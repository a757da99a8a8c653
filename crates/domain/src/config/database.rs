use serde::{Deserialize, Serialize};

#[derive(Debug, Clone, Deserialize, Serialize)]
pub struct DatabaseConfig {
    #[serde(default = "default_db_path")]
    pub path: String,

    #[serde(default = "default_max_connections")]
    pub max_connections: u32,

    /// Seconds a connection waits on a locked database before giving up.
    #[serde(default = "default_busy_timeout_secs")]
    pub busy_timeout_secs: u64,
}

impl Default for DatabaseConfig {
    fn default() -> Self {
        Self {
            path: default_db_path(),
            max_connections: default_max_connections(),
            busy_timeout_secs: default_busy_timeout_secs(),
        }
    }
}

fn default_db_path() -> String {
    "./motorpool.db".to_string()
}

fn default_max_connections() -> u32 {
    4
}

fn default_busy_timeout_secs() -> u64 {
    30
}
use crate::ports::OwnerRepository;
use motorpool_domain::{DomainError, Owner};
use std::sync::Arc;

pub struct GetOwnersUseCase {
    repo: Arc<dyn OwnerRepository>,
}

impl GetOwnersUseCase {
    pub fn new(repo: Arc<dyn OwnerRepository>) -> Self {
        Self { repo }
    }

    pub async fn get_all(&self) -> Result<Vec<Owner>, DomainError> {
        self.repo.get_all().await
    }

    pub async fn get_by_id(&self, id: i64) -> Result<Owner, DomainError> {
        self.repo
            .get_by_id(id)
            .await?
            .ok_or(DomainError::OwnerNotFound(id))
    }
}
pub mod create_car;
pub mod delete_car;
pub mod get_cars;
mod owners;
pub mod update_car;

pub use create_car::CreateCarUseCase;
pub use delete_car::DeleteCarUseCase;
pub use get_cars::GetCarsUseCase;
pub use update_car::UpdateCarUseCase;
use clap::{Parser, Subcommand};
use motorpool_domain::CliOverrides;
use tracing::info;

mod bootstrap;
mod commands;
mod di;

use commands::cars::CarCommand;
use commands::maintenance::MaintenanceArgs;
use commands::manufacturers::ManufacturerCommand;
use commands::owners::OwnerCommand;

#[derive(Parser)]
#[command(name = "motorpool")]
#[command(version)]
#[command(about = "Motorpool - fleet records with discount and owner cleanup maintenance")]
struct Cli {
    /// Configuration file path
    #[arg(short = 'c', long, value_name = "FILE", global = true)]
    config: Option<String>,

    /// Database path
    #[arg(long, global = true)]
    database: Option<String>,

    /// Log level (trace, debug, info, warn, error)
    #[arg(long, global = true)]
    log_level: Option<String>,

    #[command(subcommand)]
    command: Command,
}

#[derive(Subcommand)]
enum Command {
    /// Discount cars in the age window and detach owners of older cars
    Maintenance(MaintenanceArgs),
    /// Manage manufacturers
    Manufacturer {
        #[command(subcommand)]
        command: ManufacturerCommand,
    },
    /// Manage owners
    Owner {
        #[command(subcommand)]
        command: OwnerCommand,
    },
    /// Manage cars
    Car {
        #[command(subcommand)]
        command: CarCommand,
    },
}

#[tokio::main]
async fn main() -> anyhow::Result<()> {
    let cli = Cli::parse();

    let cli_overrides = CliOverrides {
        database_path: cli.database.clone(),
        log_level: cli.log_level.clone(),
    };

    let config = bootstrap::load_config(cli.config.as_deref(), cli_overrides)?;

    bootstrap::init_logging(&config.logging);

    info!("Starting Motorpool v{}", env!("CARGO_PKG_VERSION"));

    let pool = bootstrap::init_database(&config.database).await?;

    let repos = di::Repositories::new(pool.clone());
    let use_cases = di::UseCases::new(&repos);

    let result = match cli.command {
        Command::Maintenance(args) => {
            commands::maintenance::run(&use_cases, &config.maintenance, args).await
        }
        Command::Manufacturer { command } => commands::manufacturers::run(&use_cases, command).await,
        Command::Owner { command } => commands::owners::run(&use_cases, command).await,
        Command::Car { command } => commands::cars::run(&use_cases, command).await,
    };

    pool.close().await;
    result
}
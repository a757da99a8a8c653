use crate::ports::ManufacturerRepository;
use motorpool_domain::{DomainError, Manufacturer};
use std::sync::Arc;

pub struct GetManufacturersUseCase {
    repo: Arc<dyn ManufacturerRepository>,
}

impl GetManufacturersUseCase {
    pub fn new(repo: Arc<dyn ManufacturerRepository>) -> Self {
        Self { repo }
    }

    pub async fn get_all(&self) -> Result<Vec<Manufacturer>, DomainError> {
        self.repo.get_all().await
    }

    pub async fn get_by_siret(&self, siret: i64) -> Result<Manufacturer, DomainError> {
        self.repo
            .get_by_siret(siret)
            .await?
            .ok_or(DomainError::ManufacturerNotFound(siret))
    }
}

◇ ◇ ◇ ◇

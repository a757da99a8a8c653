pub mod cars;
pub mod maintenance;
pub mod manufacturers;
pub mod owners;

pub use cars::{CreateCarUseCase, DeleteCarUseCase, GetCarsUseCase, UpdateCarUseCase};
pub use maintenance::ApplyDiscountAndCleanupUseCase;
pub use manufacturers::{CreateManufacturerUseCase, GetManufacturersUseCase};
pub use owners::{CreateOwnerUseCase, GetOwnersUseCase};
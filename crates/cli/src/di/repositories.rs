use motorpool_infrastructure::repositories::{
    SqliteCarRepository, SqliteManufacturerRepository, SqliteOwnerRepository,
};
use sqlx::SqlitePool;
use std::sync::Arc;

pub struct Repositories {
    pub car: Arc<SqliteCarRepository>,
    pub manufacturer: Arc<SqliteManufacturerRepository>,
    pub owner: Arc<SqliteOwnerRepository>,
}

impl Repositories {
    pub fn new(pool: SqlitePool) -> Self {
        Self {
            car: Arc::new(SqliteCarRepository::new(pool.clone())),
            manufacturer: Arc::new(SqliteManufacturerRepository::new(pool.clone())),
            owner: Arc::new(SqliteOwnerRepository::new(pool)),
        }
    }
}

◇ ◇ ◇ ◇

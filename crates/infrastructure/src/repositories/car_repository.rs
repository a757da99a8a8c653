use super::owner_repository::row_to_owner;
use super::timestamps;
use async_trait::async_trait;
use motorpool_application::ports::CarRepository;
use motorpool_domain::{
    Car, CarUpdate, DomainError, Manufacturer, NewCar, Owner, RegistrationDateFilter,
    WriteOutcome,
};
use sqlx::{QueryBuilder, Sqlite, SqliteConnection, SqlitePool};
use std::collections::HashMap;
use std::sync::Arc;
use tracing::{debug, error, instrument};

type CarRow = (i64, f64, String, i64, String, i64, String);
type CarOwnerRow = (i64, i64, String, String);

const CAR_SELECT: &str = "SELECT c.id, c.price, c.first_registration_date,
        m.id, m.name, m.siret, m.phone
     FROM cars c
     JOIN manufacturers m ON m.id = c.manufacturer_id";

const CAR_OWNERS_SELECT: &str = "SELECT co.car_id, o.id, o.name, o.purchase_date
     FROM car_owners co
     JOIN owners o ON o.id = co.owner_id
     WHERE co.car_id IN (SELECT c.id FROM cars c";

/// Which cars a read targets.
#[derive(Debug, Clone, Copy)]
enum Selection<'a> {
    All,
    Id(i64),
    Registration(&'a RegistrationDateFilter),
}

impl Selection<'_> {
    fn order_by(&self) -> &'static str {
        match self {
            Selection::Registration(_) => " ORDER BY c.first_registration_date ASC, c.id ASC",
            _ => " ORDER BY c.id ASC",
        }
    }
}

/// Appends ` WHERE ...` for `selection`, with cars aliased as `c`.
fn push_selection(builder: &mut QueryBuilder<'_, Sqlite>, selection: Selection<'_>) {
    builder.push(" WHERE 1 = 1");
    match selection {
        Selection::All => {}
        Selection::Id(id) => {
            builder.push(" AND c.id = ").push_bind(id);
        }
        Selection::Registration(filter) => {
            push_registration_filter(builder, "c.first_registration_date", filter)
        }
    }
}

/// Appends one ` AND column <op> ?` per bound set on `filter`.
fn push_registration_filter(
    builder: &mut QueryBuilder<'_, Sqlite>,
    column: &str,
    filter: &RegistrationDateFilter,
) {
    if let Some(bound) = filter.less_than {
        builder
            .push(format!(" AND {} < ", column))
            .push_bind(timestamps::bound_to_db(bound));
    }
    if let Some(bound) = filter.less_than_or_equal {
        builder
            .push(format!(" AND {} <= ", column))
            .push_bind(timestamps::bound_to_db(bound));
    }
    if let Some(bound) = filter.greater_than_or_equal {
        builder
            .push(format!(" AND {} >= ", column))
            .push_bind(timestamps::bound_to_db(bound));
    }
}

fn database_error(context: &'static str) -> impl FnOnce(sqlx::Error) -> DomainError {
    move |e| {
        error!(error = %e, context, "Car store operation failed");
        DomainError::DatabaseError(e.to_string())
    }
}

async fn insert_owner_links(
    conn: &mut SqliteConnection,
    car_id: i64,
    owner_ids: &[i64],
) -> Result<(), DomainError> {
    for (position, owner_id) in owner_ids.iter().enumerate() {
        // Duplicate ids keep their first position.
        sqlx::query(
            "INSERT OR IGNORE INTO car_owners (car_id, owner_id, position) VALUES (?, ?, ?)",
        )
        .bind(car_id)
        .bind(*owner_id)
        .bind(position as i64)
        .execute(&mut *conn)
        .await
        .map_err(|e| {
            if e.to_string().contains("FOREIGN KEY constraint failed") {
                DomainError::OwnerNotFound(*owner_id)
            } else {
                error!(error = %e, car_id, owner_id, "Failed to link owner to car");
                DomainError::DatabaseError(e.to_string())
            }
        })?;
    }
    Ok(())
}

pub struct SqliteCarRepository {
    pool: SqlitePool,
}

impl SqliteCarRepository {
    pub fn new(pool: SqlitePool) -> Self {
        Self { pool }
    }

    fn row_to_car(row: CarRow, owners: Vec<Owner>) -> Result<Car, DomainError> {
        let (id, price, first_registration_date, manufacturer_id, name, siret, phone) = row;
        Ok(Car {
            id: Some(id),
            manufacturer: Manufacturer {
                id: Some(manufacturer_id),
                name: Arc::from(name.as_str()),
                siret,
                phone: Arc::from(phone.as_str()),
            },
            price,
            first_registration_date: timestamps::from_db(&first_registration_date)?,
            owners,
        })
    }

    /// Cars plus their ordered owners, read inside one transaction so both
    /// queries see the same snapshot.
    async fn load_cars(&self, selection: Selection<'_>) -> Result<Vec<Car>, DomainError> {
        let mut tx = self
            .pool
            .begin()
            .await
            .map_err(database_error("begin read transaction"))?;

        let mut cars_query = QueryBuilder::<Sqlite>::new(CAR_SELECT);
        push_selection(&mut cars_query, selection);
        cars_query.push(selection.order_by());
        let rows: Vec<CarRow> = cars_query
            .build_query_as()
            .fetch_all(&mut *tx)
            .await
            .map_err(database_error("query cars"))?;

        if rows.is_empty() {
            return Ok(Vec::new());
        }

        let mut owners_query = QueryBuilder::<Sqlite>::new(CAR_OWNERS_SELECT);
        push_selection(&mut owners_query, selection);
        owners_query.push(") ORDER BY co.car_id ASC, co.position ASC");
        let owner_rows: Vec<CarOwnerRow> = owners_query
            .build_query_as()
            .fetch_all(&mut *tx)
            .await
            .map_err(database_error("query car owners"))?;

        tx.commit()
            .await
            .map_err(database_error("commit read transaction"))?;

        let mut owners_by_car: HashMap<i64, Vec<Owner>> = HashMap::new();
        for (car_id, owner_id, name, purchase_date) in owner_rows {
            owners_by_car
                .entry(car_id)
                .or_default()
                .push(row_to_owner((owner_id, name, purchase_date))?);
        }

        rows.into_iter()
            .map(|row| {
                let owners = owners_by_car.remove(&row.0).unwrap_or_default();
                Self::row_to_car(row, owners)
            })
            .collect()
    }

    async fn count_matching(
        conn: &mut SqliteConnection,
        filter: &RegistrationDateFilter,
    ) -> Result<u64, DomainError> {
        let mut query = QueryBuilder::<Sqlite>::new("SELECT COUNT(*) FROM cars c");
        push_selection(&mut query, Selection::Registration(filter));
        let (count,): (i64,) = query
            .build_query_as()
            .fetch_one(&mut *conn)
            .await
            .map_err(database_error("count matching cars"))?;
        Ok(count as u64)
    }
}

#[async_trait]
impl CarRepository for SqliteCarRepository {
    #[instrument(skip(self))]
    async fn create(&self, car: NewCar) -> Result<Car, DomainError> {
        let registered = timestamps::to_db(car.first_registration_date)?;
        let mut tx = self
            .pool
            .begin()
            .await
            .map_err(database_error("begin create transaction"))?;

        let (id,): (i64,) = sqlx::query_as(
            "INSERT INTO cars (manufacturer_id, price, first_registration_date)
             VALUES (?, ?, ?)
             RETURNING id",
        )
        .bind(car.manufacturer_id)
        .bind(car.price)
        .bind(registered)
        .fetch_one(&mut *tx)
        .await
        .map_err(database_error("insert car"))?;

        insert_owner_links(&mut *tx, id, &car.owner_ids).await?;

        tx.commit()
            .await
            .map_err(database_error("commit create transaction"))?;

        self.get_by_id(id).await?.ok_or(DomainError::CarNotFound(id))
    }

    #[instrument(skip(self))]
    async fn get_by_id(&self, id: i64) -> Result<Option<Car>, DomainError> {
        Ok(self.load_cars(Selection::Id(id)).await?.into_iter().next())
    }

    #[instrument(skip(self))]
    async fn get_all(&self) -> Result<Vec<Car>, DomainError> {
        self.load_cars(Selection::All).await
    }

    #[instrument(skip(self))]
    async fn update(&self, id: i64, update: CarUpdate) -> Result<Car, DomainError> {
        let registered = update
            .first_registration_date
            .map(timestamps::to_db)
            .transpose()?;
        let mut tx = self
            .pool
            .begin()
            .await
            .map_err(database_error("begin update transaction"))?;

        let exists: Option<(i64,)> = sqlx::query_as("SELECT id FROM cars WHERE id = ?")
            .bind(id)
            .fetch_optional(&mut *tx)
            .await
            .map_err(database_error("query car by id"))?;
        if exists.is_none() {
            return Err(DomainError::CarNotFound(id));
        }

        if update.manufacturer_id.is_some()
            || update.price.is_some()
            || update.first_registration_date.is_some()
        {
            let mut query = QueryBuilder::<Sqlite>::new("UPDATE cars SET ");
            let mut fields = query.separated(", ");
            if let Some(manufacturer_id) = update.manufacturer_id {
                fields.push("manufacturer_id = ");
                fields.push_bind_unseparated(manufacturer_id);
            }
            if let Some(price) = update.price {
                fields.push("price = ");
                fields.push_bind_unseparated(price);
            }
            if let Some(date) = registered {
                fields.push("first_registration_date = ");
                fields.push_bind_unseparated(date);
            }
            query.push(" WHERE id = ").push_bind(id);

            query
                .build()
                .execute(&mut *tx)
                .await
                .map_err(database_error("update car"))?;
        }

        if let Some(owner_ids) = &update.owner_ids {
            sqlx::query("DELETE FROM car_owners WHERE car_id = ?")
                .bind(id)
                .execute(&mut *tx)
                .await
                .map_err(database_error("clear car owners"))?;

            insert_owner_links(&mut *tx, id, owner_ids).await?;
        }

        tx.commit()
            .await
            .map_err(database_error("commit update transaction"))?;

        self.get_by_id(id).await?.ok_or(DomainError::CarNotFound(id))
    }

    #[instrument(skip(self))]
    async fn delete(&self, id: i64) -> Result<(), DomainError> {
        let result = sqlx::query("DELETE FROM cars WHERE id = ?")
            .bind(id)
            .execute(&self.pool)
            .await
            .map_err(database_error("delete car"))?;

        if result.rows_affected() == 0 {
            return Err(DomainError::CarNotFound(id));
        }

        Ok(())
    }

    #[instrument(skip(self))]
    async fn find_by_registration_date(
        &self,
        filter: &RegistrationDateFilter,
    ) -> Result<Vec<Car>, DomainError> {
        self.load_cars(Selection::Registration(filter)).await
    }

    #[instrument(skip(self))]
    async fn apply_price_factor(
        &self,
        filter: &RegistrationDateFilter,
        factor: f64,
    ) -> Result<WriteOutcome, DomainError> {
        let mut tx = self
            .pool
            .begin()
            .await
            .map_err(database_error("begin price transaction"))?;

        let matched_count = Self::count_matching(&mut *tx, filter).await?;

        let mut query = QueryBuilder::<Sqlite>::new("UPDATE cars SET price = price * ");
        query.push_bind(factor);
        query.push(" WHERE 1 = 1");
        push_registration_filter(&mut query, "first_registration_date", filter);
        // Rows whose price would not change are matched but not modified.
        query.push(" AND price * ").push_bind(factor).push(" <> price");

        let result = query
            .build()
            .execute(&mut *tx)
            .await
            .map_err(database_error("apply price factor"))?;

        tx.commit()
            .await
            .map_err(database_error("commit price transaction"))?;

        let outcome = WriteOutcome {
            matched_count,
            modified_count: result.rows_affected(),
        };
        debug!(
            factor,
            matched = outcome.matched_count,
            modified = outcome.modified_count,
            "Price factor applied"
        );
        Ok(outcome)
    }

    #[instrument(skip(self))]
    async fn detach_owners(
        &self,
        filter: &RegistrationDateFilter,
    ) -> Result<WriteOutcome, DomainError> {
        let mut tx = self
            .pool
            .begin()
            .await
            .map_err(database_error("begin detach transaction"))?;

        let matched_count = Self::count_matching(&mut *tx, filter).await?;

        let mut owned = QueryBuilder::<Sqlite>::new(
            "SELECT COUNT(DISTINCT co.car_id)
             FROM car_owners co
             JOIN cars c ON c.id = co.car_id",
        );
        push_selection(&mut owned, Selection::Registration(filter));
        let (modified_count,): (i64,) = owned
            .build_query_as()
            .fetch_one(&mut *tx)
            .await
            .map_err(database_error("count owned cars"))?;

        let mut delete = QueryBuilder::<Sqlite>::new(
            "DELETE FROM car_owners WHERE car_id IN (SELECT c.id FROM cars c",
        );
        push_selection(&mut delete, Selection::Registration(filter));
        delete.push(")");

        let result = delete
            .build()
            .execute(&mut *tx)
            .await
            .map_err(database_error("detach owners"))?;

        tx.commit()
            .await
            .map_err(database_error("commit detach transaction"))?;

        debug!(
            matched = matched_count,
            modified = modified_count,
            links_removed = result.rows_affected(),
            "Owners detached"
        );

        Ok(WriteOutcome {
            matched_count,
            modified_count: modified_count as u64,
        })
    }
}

◇ ◇ ◇ ◇

In the listing above, find the line containing "let mut owned" and the line containing "let mut delete", then repeat those two lines and everything between them exactly.

        let mut owned = QueryBuilder::<Sqlite>::new(
            "SELECT COUNT(DISTINCT co.car_id)
             FROM car_owners co
             JOIN cars c ON c.id = co.car_id",
        );
        push_selection(&mut owned, Selection::Registration(filter));
        let (modified_count,): (i64,) = owned
            .build_query_as()
            .fetch_one(&mut *tx)
            .await
            .map_err(database_error("count owned cars"))?;

        let mut delete = QueryBuilder::<Sqlite>::new(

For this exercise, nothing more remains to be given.